Darren Stein and Michael J Willett on the making of G.B.F.

by Jennie Kermode

In with the in crowd.
In with the in crowd.

The story of a teenager for whom being outed as gay means becoming a must-have fashion accessory, G.B.F. was selected as part of this year’s BFI Flare festival (formerly the London Lesbian and Gay Film Festival). I caught up with director Darren Stein and star Michael J Willett whilst they were visiting London for the festival, and asked how they felt about being a part of it.

“I’m so excited!” Michael exclaimed. I love London. I love the history, I love the culture. I haven’t been here since I was in high school so to be back here now with my first movie, that feels really good.”

Darren showed similar enthusiasm, praising the festival and the team behind it. I asked him if he’s a longstanding fan of the high school movie genre.

Even popular girls get lonely.
Even popular girls get lonely.

“I am, I really am!” he responded. “I grew up in the San Fernando Valley in California, near the shopping mall where they shot Valley Girls, so I was raised around that whole teen movie, Valley Girl thing. Coupled with my own outsider status in high school it made me really appreciate the world of teen movies.” Heathers is his favourite, he says, and then he loves “campier stuff like Rock ‘N’ Roll high School, partly because that featured the Ramones who are one of my favourite groups, and then Dazed And Confused, in the early Nineties, because it perfectly captured Austin in the Seventies. That also exposed me to music, like Foghat and Black Sabbath, that I didn’t really know before, and there are all those Eighties bands in John Hughes movies. That’s part of what I think is great about them. You have fashion, music and adolescence and basically any story works there because it’s a microcosm of culture at large – that’s how Amy Heckerling was able to take Jane Austen – which one was it?”

Emma, I suggested.

“That’s it, Emma, and turn it into Clueless, and Heathers is basically like Bonnie and Clyde or whatever. I think George Northy, who wrote G.B.F., was inspired by things like Mean Girls.”

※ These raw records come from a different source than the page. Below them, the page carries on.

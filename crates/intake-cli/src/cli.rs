use std::net::SocketAddr;
use std::path::PathBuf;

use clap::{Args, Parser, Subcommand};
use intake_types::SubmissionKind;

#[derive(Parser)]
#[command(
    name = "intake",
    about = "Intake: validated, append-only submission ingestion",
    version
)]
pub struct Cli {
    #[command(subcommand)]
    pub command: Command,

    #[arg(short, long, global = true)]
    pub verbose: bool,

    #[arg(long, global = true, default_value = "text")]
    pub format: OutputFormat,
}

#[derive(Clone, Debug, PartialEq, Eq, clap::ValueEnum)]
pub enum OutputFormat {
    Text,
    Json,
}

#[derive(Subcommand)]
pub enum Command {
    /// Run the HTTP intake service
    Serve(ServeArgs),
    /// Run a JSON file through a submission validator
    Validate(ValidateArgs),
    /// Print the effective configuration
    Config(ConfigArgs),
}

#[derive(Args)]
pub struct ServeArgs {
    /// TOML configuration file
    #[arg(short, long)]
    pub config: Option<PathBuf>,
    #[arg(long)]
    pub bind: Option<SocketAddr>,
    /// Directory for the submission logs
    #[arg(long)]
    pub data_dir: Option<PathBuf>,
}

#[derive(Args)]
pub struct ValidateArgs {
    /// Submission kind (partnership or waitlist)
    pub kind: SubmissionKind,
    /// JSON file holding one submission
    pub file: PathBuf,
}

#[derive(Args)]
pub struct ConfigArgs {
    #[arg(short, long)]
    pub config: Option<PathBuf>,
}
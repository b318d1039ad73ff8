use std::path::Path;

use anyhow::Context;
use colored::Colorize;
use intake_server::{IntakeServer, ServerConfig};
use intake_types::{InboundAction, Logger, SubmissionKind};
use intake_validate::{Rejection, SanitizedRecord, Validator};
use serde_json::json;

use crate::cli::{Cli, Command, ConfigArgs, OutputFormat, ServeArgs, ValidateArgs};

pub fn run_command(cli: Cli) -> anyhow::Result<()> {
    match cli.command {
        Command::Serve(args) => cmd_serve(args),
        Command::Validate(args) => cmd_validate(args, &cli.format),
        Command::Config(args) => cmd_config(args, &cli.format),
    }
}

fn load_config(path: Option<&Path>) -> anyhow::Result<ServerConfig> {
    match path {
        Some(path) => Ok(ServerConfig::load(path)?),
        None => Ok(ServerConfig::default()),
    }
}

fn serve_config(args: ServeArgs) -> anyhow::Result<ServerConfig> {
    let mut config = load_config(args.config.as_deref())?;
    if let Some(bind) = args.bind {
        config.bind_addr = bind;
    }
    if let Some(data_dir) = args.data_dir {
        config.data_dir = data_dir;
    }
    Ok(config)
}

fn cmd_serve(args: ServeArgs) -> anyhow::Result<()> {
    let config = serve_config(args)?;
    tracing::debug!(
        bind_addr = %config.bind_addr,
        data_dir = %config.data_dir.display(),
        max_body_bytes = config.max_body_bytes,
        sync_writes = config.sync_writes,
        "loaded server configuration"
    );
    println!(
        "Intake listening on {} (data: {})",
        config.bind_addr.to_string().bold(),
        config.data_dir.display()
    );
    let server = IntakeServer::new(config, Logger::tracing("intake"));
    let runtime = tokio::runtime::Runtime::new().context("failed to start runtime")?;
    runtime.block_on(server.serve())?;
    Ok(())
}

fn validate_file(
    kind: SubmissionKind,
    path: &Path,
) -> anyhow::Result<Result<SanitizedRecord, Rejection>> {
    let body =
        std::fs::read(path).with_context(|| format!("failed to read {}", path.display()))?;
    let validator = Validator::for_kind(kind, &Default::default(), Logger::tracing("validate"));
    Ok(validator.validate(&InboundAction::Create, &body))
}

fn cmd_validate(args: ValidateArgs, format: &OutputFormat) -> anyhow::Result<()> {
    match validate_file(args.kind, &args.file)? {
        Ok(record) => {
            match format {
                OutputFormat::Json => {
                    let out = json!({"ok": true, "kind": args.kind, "record": record});
                    println!("{}", serde_json::to_string_pretty(&out)?);
                }
                OutputFormat::Text => {
                    println!("{} Valid {} submission", "✓".green().bold(), args.kind);
                    println!("{}", serde_json::to_string_pretty(&record)?);
                }
            }
            Ok(())
        }
        Err(rejection) => {
            match format {
                OutputFormat::Json => {
                    let out = json!({
                        "ok": false,
                        "kind": args.kind,
                        "field": rejection.field(),
                        "message": rejection.to_string(),
                    });
                    println!("{}", serde_json::to_string_pretty(&out)?);
                }
                OutputFormat::Text => {
                    println!("{} Rejected: {}", "✗".red().bold(), rejection);
                }
            }
            anyhow::bail!("{} submission rejected", args.kind)
        }
    }
}

fn cmd_config(args: ConfigArgs, format: &OutputFormat) -> anyhow::Result<()> {
    let config = load_config(args.config.as_deref())?;
    match format {
        OutputFormat::Json => println!("{}", serde_json::to_string_pretty(&config)?),
        OutputFormat::Text => print!("{}", config.to_toml_string()?),
    }
    Ok(())
}
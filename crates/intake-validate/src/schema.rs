//! Rule tables for each submission kind.
//!
//! Order matters: the validator stops at the first failing rule, so the
//! tables below define which error a caller sees first.

use intake_types::SubmissionKind;

use crate::config::ValidationLimits;
use crate::rule::FieldRule;
use crate::rules::{BoundedList, BoundedText, Pattern, RequiredObject, RequiredString};

/// Field names used by the built-in tables.
pub mod fields {
    pub const EMAIL: &str = "email";
    pub const NOTES: &str = "notes";
    pub const CLUB_ID: &str = "clubId";
    pub const LOCALITY: &str = "locality";
    pub const GAMES: &str = "games";
    pub const PLAY_TIMES: &str = "playTimes";
    pub const CONSENT: &str = "consent";
}

/// Build the rule table for a kind.
pub fn rules_for(kind: SubmissionKind, limits: &ValidationLimits) -> Vec<Box<dyn FieldRule>> {
    match kind {
        SubmissionKind::Partnership => partnership_rules(limits),
        SubmissionKind::Waitlist => waitlist_rules(limits),
    }
}

fn partnership_rules(limits: &ValidationLimits) -> Vec<Box<dyn FieldRule>> {
    vec![
        Box::new(RequiredString::new(fields::EMAIL).matching(Pattern::Email)),
        Box::new(BoundedText::new(fields::NOTES, limits.partnership_notes_max)),
    ]
}

fn waitlist_rules(limits: &ValidationLimits) -> Vec<Box<dyn FieldRule>> {
    vec![
        Box::new(RequiredString::new(fields::EMAIL).matching(Pattern::Email)),
        Box::new(RequiredString::new(fields::CLUB_ID).matching(Pattern::ClubId)),
        Box::new(RequiredObject::new(fields::LOCALITY)),
        Box::new(BoundedList::new(fields::GAMES, limits.games)),
        Box::new(BoundedList::new(fields::PLAY_TIMES, limits.play_times)),
        Box::new(RequiredObject::new(fields::CONSENT)),
        Box::new(BoundedText::new(fields::NOTES, limits.waitlist_notes_max)),
    ]
}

“I always loved Ferris Bueller and teen films like the ones John Hughes made,” said Michael, “but this [G.B.F.] is the kind of film I would have wanted to see in high school. I find it so relatable, so fun and colourful but still meaningful.” He also revealed a fondness for Pretty In Pink, The Goonies and “more boyish films, like The Outsiders and Stand By Me.”

G.B.F. poster
G.B.F. poster

I asked Darren if he’d seen anything he would class as a gay themed high school movie in the past or if he felt it was time to do something different.

“For sure it was time for something different,” he said. “I didn’t write it but when I read it I knew straight away that I really wanted to do it. I like that it puts gay characters in a world of regular high school that you see in most movies. It’s something that anyone can enjoy and relate to. George was inspired to write it years ago when he saw an article in Teen Vogue magazine...”

“So there really was a gay best friend article!” I exclaimed.

He laughed. “There really was.”

I asked if he thought the genre approach was a useful way to tackle remaining issues around homophobia without being too heavy handed.

“I think it’s a new way of getting that point across,” he responded. “In a way it’s a more provocative way. Everyone’s so used to seeing sad and serious gay movies come out about suicide and gay bashing and homophobia and this is fun to watch but it’s still just as serious about its messages.”

“I’m sick of seeing these gay tragedies,” Michael added, “so I think it’s important to show that this really isn’t an issue, it’s a non issue but still a problem because of how people react to it. In a way I think comedy is often the best way to reach people because they have fun and are laughing but then they realise oh, there’s a lot of serious stuff there.”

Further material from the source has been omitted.